I recently did a post on the Josephine Tey book A Shilling for Candles, and also watched the Hitchcock film Young and Innocent, loosely based on the book.

The film starred Nova Pilbeam, who has just died at the age of 95.

My blogpost back in April provoked a flurry of interest from readers astonished to find that she was living in North London at that date. As the wiki entry and the obituaries (such as this one in the Guardian) show, she had a lot of success in her early career, and came close to being a big star – she nearly got the lead parts in The Lady Vanishes (based on a book by Tuesday's author, Ethel Lina White) and Rebecca (from blog favourite Daphne Du Maurier). She was beautiful and compelling, and acted well, and plainly could have had a major career.
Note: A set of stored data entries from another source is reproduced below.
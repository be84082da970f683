//! HTTP middleware and extractors.
//!
//! # Middleware Order (outermost first)
//!
//! 1. Sentry layers (capture errors, added by the binary)
//! 2. CORS (browser clients on other origins)
//! 3. `TraceLayer` (request span)
//! 4. Request ID (recorded on the span, echoed on the response)
//!
//! Extractors: [`Tab`] opens the caller's cart container, [`RequireBearer`]
//! takes the token forwarded on admin calls.

pub mod auth;
pub mod request_id;
pub mod tab;

pub use auth::RequireBearer;
pub use request_id::{REQUEST_ID_HEADER, request_id_middleware};
pub use tab::{DEVICE_ID_HEADER, TAB_ID_HEADER, Tab, USER_ID_HEADER};
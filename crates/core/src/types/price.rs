//! Brazilian Real prices using decimal arithmetic.
//!
//! The catalog stores prices as display strings (`"R$ 1.234,56"`), so every
//! computation goes through [`Price::parse`] and back out through
//! [`Price::display`]. Parsing is forgiving about the notation it accepts:
//!
//! ```rust
//! use vitrine_core::Price;
//!
//! assert_eq!(Price::parse("R$ 1.234,56").unwrap().display(), "R$ 1.234,56");
//! assert_eq!(Price::parse("1234.5").unwrap().display(), "R$ 1.234,50");
//! assert_eq!(Price::parse("R$ 12.000").unwrap().display(), "R$ 12.000,00");
//! ```

use std::fmt;
use std::iter::Sum;
use std::ops::{Add, Mul};
use std::str::FromStr;

use rust_decimal::{Decimal, RoundingStrategy};
use serde::{Deserialize, Serialize};
use thiserror::Error;

/// Errors produced when a price string cannot be interpreted.
#[derive(Debug, Clone, PartialEq, Eq, Error)]
pub enum PriceParseError {
    /// The input contains no digits at all.
    #[error("price contains no digits: {0:?}")]
    NoDigits(String),
    /// The digits could not be assembled into a decimal number.
    #[error("invalid price {input:?}: {reason}")]
    Invalid {
        /// Original input.
        input: String,
        /// Decimal parser message.
        reason: String,
    },
}

/// A monetary amount in Brazilian Reais.
#[derive(Debug, Clone, Copy, PartialEq, Eq, PartialOrd, Ord, Hash, Default, Serialize, Deserialize)]
#[serde(transparent)]
pub struct Price(Decimal);

impl Price {
    /// Zero reais.
    pub const ZERO: Self = Self(Decimal::ZERO);

    /// Wrap a decimal amount.
    #[must_use]
    pub const fn new(amount: Decimal) -> Self {
        Self(amount)
    }

    /// The underlying decimal amount.
    #[must_use]
    pub const fn amount(&self) -> Decimal {
        self.0
    }

    /// Parse a price written in pt-BR (`R$ 1.234,56`) or plain (`1234.56`)
    /// notation.
    ///
    /// # Errors
    ///
    /// Returns [`PriceParseError`] if the input has no digits or the digits
    /// do not form a number.
    pub fn parse(input: &str) -> Result<Self, PriceParseError> {
        let kept: String = input
            .chars()
            .filter(|c| c.is_ascii_digit() || matches!(c, ',' | '.' | '-'))
            .collect();

        if !kept.chars().any(|c| c.is_ascii_digit()) {
            return Err(PriceParseError::NoDigits(input.to_string()));
        }

        let negative = kept.starts_with('-');
        let unsigned: String = kept.chars().filter(|c| *c != '-').collect();
        let normalized = normalize_separators(&unsigned);

        let amount = Decimal::from_str(&normalized).map_err(|e| PriceParseError::Invalid {
            input: input.to_string(),
            reason: e.to_string(),
        })?;

        Ok(Self(if negative { -amount } else { amount }))
    }

    /// Parse a price, treating anything unparseable as zero.
    ///
    /// Cart totals use this so a single malformed price never poisons the sum.
    #[must_use]
    pub fn parse_or_zero(input: &str) -> Self {
        Self::parse(input).unwrap_or(Self::ZERO)
    }

    /// Build a price from a JSON number, preserving its decimal digits.
    #[must_use]
    pub fn from_json_number(number: &serde_json::Number) -> Option<Self> {
        let text = number.to_string();
        Decimal::from_str(&text)
            .or_else(|_| Decimal::from_scientific(&text))
            .ok()
            .map(Self)
    }

    /// Format for display, e.g. `R$ 1.234,56`.
    #[must_use]
    pub fn display(&self) -> String {
        let mut rounded = self
            .0
            .abs()
            .round_dp_with_strategy(2, RoundingStrategy::MidpointAwayFromZero);
        rounded.rescale(2);

        let text = rounded.to_string();
        let (integer, cents) = text.split_once('.').unwrap_or((text.as_str(), "00"));

        let sign = if self.0.is_sign_negative() && !rounded.is_zero() {
            "-"
        } else {
            ""
        };
        format!("{sign}R$ {},{cents}", group_thousands(integer))
    }
}

impl fmt::Display for Price {
    fn fmt(&self, f: &mut fmt::Formatter<'_>) -> fmt::Result {
        f.write_str(&self.display())
    }
}

impl FromStr for Price {
    type Err = PriceParseError;

    fn from_str(s: &str) -> Result<Self, Self::Err> {
        Self::parse(s)
    }
}

/// Saturates at `Decimal::MAX` / `Decimal::MIN` instead of overflowing.
impl Add for Price {
    type Output = Self;

    fn add(self, rhs: Self) -> Self {
        Self(self.0.checked_add(rhs.0).unwrap_or_else(|| {
            saturated(self.0.is_sign_negative() && rhs.0.is_sign_negative())
        }))
    }
}

/// Saturates at `Decimal::MAX` / `Decimal::MIN` instead of overflowing.
impl Mul<u32> for Price {
    type Output = Self;

    fn mul(self, quantity: u32) -> Self {
        Self(
            self.0
                .checked_mul(Decimal::from(quantity))
                .unwrap_or_else(|| saturated(self.0.is_sign_negative())),
        )
    }
}

const fn saturated(negative: bool) -> Decimal {
    if negative { Decimal::MIN } else { Decimal::MAX }
}

impl Sum for Price {
    fn sum<I: Iterator<Item = Self>>(iter: I) -> Self {
        iter.fold(Self::ZERO, Add::add)
    }
}

/// Turn pt-BR or plain separators into a `Decimal`-parseable string.
///
/// With a comma present, the last comma is the decimal mark and every dot is
/// a thousands separator. Without one, a single dot followed by one or two
/// digits is a decimal mark; any other dots group thousands.
fn normalize_separators(digits: &str) -> String {
    if let Some(pos) = digits.rfind(',') {
        let (integer, fraction) = digits.split_at(pos);
        let integer: String = integer.chars().filter(char::is_ascii_digit).collect();
        let fraction: String = fraction.chars().filter(char::is_ascii_digit).collect();
        return join_parts(&integer, &fraction);
    }

    let dots = digits.matches('.').count();
    if dots == 1
        && let Some((integer, fraction)) = digits.split_once('.')
        && (1..=2).contains(&fraction.len())
    {
        return join_parts(integer, fraction);
    }

    digits.chars().filter(char::is_ascii_digit).collect()
}

fn join_parts(integer: &str, fraction: &str) -> String {
    let integer = if integer.is_empty() { "0" } else { integer };
    if fraction.is_empty() {
        integer.to_string()
    } else {
        format!("{integer}.{fraction}")
    }
}

fn group_thousands(integer: &str) -> String {
    let len = integer.len();
    let mut out = String::with_capacity(len + len / 3);
    for (i, c) in integer.chars().enumerate() {
        if i > 0 && (len - i) % 3 == 0 {
            out.push('.');
        }
        out.push(c);
    }
    out
}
But instead she made some light and now-forgotten British films, and retired from acting on her marriage in the 1950s.


 
Partners in Crime/The Secret Adversary


 
Secret Adversary Rita



A new TV version of some of Agatha Christie’s Tommy and Tuppence adventures has begun on the BBC. Partners in Crime (name of a short-story collection featuring T & T) seems to be the overall name of the venture, with Secret Adversary first of a number of different stories within the series. The Secret Adversary was the first book in which they appeared, and the new programme has bumped the pair of them right along the 20th century – into the post-WW2, Cold War era instead of the original date of 1922. Rich at Past Offences looks at the first episode here – like him, I enjoyed it and will keep watching.

I re-read The Secret Adversary recently after seeing a very clever and imaginative stage performance of it – a tiny cast playing multiple roles, with brilliant use of props and set-dressing.
 


Secret Adversary 2_thumb[3]


This is part of what I said about the book:
The book was Christie’s second, and introduced us to Tommy and Tuppence, her occasional sleuths. One of my good blogfriends calls this genre ‘the flapper adventures’, and that’s about right – Christie wrote several of them before concentrating on straight detective stories. They featured  annoyingly arch young people, being frightfully amusing, and hiding their strong principles and morals under an air of joking nonchalance.

This one starts – unusually for Christie - with a real-life event: the sinking of the Lusitania in 1915. It then departs from the real world totally, with a ridiculous plot based on the fact that ‘a Labour Government would be a grave disability for British trade’ and that the Bolshevists are poised for a takeover. Tommy & Tuppence must search for some missing documents, a missing woman, and the mysterious Mr Brown – the man behind the Bolshevists. None of this stands up for a moment, there is no logic to it at all, but the plot rattles along, and it’s moderately entertaining in a light-hearted way.

You can read the whole entry here, and the blog looked at N or M? (annoying title, wartime spying adventure with Tommy and Tuppence) in this entry.

The dress is meant for the mysterious Rita Vandermeyer, who wears indigo charmeuse. (Which sounds like the name of a rockstar's offspring, one who is embarking on a modelling and jewellery designing career.)
 


Bloomsbury


Also part of the BBC’s summer collection: Life in Squares, a dramatized version of the lives and loves of the Bloomsbury set.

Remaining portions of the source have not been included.